* **Task objective**:
The answer should be one number: how many lines in the records below contain the word "dimensions".
────────────────────
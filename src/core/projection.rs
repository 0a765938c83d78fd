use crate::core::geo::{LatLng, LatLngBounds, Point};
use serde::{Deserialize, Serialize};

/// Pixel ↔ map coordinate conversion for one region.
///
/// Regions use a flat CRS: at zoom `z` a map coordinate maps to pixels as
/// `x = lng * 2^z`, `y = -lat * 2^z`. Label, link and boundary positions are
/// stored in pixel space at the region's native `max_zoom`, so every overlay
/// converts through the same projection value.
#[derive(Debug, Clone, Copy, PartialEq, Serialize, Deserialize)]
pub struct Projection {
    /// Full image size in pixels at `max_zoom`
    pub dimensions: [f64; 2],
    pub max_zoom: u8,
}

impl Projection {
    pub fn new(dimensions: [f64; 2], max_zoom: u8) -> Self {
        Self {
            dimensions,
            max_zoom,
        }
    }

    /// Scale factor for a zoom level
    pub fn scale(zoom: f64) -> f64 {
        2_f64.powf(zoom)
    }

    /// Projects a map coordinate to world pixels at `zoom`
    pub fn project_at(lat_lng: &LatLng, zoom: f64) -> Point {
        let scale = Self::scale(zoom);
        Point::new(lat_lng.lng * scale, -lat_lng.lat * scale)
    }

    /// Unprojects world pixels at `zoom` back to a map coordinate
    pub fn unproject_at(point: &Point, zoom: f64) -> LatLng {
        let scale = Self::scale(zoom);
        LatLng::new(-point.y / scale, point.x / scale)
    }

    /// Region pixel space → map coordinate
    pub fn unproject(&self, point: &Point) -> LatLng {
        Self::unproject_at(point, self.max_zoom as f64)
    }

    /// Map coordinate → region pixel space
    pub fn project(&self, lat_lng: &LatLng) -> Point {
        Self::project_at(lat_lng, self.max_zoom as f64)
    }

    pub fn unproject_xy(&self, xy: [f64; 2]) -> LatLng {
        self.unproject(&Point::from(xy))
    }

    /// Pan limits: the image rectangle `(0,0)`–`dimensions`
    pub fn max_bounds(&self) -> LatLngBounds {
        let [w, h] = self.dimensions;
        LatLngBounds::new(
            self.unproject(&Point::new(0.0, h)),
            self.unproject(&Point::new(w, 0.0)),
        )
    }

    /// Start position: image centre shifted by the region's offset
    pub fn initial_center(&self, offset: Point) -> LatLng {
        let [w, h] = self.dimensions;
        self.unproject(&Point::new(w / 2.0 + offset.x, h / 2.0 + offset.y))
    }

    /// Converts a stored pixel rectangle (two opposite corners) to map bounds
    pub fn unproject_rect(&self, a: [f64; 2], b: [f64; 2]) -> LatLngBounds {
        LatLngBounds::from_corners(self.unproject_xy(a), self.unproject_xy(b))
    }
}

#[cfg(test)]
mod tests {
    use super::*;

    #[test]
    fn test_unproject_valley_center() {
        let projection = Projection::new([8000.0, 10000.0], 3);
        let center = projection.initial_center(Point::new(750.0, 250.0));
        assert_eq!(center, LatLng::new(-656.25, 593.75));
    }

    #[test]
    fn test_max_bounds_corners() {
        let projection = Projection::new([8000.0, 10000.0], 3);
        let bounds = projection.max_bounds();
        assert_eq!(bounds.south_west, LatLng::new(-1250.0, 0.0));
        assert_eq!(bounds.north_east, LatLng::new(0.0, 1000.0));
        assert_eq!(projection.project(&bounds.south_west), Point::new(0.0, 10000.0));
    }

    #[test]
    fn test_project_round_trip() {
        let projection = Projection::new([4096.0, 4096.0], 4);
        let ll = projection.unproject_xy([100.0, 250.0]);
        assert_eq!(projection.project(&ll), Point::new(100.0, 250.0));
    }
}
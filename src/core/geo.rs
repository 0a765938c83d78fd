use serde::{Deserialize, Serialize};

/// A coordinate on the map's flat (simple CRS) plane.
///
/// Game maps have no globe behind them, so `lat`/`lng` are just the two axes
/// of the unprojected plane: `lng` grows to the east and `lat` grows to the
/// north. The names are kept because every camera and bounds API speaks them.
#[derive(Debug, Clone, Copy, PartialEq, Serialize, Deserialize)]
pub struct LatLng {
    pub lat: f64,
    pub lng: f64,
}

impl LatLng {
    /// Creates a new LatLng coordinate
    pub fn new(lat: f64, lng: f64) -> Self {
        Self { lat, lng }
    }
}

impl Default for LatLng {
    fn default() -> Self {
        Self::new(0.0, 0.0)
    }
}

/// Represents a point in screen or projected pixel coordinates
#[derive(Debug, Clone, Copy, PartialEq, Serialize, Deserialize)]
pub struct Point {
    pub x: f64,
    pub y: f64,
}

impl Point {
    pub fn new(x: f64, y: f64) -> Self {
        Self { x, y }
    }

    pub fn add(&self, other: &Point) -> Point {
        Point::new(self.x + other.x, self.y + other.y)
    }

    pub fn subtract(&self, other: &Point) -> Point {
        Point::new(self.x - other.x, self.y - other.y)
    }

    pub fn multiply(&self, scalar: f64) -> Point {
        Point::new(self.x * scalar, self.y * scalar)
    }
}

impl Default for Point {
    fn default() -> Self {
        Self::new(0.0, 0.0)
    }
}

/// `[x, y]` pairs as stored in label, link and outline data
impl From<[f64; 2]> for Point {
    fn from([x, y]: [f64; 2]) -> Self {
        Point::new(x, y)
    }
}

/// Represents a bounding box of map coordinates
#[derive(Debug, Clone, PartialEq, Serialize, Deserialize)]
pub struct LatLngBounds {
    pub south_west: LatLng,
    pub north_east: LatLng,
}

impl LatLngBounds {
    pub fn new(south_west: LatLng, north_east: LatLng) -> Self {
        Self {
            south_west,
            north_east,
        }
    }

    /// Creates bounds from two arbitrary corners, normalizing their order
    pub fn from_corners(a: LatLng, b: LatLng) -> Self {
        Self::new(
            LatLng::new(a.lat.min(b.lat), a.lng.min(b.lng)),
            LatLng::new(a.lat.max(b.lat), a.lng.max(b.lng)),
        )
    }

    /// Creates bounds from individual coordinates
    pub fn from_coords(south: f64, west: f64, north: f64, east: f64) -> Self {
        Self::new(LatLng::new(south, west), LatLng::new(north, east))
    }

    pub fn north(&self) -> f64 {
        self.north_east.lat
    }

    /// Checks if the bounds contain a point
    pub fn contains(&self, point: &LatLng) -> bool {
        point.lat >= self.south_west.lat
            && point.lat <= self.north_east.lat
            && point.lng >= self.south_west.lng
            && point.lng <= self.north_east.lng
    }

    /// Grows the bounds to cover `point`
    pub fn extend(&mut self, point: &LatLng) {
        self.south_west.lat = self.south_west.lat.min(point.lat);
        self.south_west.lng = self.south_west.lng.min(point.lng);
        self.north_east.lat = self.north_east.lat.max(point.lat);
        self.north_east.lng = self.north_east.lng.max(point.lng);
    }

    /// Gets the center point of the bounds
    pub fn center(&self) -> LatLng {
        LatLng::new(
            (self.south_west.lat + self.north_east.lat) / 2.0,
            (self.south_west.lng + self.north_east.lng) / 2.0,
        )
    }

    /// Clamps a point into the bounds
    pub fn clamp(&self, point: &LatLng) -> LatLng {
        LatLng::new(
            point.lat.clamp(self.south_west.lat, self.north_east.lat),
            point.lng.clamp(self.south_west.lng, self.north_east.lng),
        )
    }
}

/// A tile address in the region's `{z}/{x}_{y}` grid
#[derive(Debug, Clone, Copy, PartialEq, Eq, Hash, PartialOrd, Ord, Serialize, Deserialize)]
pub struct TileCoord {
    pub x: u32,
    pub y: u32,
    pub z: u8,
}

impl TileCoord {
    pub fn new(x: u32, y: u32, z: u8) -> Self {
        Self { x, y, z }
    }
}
────────────────────
* **Reply**:
6